Nel corso dell'Omelia tenuta in occasione della Messa Crismale,  annunciate le ordinazioni di tre Diaconi, in vista del sacerdozio, nel Duomo di Todi
marra-vescovo

Domenica 29 maggio avrò la gioia di ordinare Diaconi, in vista del sacerdozio, i giovani seminaristi accoliti: Danilo Innocenzi, Riccardo Ceccobelli e Darek Kowalewski. L’ordinazione avrà luogo nella Concattedrale di Todi come era stato previsto.”
L’annuncio è stato dato da mons Giovanni Marra, Arcivescovo Amministratore Apostolico di Orvieto – Todi nel corso dell’ Omelia tenuta in occasione della Messa Crismale celebratasi nella Cattedrale di Orvieto.

Nell’Omelia, il cui testo integrale è in allegato, l’Arcivescovo ha rammentato che “ Nella preghiera sacerdotale, prima della Passione, Gesù avvertiva, anzi vedeva, quanto necessaria fosse, per l’edificazione del Regno di Dio, l’unità dei suoi discepoli: “Padre Santo, custodisci nel tuo nome colore che mi hai dato, perché siano una cosa sola, come noi” (Gv 17,11). E aggiungeva ancora: “Non prego solo per questi, ma anche per quelli che per la loro parola crederanno in me; perché tutti siano una cosa sola, perché il mondo creda che tu mi hai mandato”.
“Essere una cosa sola” intorno al Vescovo – Presbiteri e Diaconi, comunità religiose e comunità parrocchiali, associazioni laicali, gruppi e movimenti – significa essere Chiesa, mistero di comunione e di missione.
Di questa comunione ha bisogno, in particolare in questo momento, il Vescovo Amministratore Apostolico per portare a compimento la missione che il Sommo Pontefice gli ha affidato per il bene della chiesa che è in Orvieto – Todi
. "

Un’unità che sembra però essere messa in pericolo da particolarismi esistenti nella diocesi, perchè Marra ha ritenuto necessario precisare
"Quando qualcuno, singolo o in gruppo, si apparta e nega la sua partecipazione alla vita liturgica e pastorale della propria comunità parrocchiale, vicariale o diocesana, ritenendo di avere motivi per farlo, in effetti si separa dall’unica Chiesa, che è quella che si costruisce intorno al Vescovo “principio e fondamento visibile di unità”.
Per questo chiedo vivamente che nessuno si chiuda nell’orgoglioso fortilizio delle proprie umane ragioni, alimentando inutili e dannosi rancori e divisioni, ma si apra, con autentico spirito cristiano, alla fraternità e alla scambievole collaborazione, per essere, anche in momenti di comprensibile sofferenza, autentici costruttori di Chiesa."

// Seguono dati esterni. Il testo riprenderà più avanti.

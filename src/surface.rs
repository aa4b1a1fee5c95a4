use crate::config::SurfaceConfig;
use crate::error::Result;
use crate::grid::PointGrid;
use crate::mesh::MeshBuffers;
use crate::triangulation::{Triangle, Triangulation, Triangulator};
use rand::rngs::StdRng;
use rand::{Rng, SeedableRng};
use rayon::prelude::*;

/// A triangulated surface: the sampled grid together with the triangles connecting it.
#[derive(Clone, Debug)]
pub struct Surface {
    config: SurfaceConfig,
    grid: PointGrid,
    triangulation: Triangulation,
}

impl Surface {
    /// Samples a grid and triangulates it, seeding the RNG from `config.seed` when present.
    pub fn generate(config: SurfaceConfig) -> Result<Self> {
        config.validate()?;
        let mut rng = match config.seed {
            Some(seed) => StdRng::seed_from_u64(seed),
            None => StdRng::from_entropy(),
        };
        Self::generate_with_rng(config, &mut rng)
    }

    /// Like [`Surface::generate`] but draws jitter from `rng`, ignoring `config.seed`.
    pub fn generate_with_rng<R: Rng>(config: SurfaceConfig, rng: &mut R) -> Result<Self> {
        config.validate()?;
        let grid = PointGrid::generate(config.grid_size, rng, config.jitter)?;
        Ok(Self::from_grid(grid, config))
    }

    /// Triangulates an existing grid. The grid's size takes precedence over `config.grid_size`.
    pub fn from_grid(grid: PointGrid, mut config: SurfaceConfig) -> Self {
        config.grid_size = grid.size();
        let triangulation = Triangulator::new(&grid)
            .with_settings(config.probe)
            .with_edge_budget(config.edge_budget)
            .run();

        Self { config, grid, triangulation }
    }

    pub fn config(&self) -> &SurfaceConfig {
        &self.config
    }

    pub fn grid(&self) -> &PointGrid {
        &self.grid
    }

    pub fn triangulation(&self) -> &Triangulation {
        &self.triangulation
    }

    pub fn triangles(&self) -> &[Triangle] {
        &self.triangulation.triangles
    }

    pub fn triangle_count(&self) -> usize {
        self.triangulation.len()
    }

    /// `false` when the edge budget cut the run short.
    pub fn is_complete(&self) -> bool {
        self.triangulation.is_complete()
    }

    /// Flattens the triangles into position and normal buffers per the configured mesh options.
    pub fn buffers(&self) -> MeshBuffers {
        MeshBuffers::build_for_grid(
            self.grid.points(),
            &self.triangulation.triangles,
            self.grid.size(),
            self.config.mesh,
        )
    }
}

/// Generates independent surfaces in parallel, one result per config.
pub fn generate_surfaces(configs: &[SurfaceConfig]) -> Vec<Result<Surface>> {
    configs
        .par_iter()
        .map(|config| Surface::generate(*config))
        .collect()
}

/// Generates a `grid_size x grid_size` surface and returns its vertex buffers.
pub fn surface_buffers(grid_size: usize, seed: Option<u64>) -> Result<MeshBuffers> {
    let config = SurfaceConfig { seed, ..SurfaceConfig::new(grid_size) };
    Ok(Surface::generate(config)?.buffers())
}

Una panoramica della vita nella diocesi appare, poi, nel resoconto degli incontri avuti dal Vescovo: "Segni molto positivi e confortanti vado ogni giorno riscontrando tra i fedeli laici e soprattutto tra i sacerdoti delle Vicarie negli incontri programmati nei rispettivi territori.
Ho già incontrato due terzi delle nove Vicarie, e quindi due terzi delle 22 unità Pastorali e due terzi di tutti i sacerdoti diocesani e religiosi che operano nelle parrocchie.

Già posso trarre alcune valutazioni positive circa il lavoro che voi, cari sacerdoti, svolgete in mezzo a non poche difficoltà, dimostrando impegno e spirito di sacrificio, ciascuno assicurando la propria presenza in più parrocchie e promuovendo insieme ai fedeli laici iniziative sociali di rilievo a favore di anziani, portatori di handicap, emarginati, uomini e donne in difficoltà, profughi, ecc., sempre attenti alle antiche e nuove povertà. Me ne compiaccio vivamente."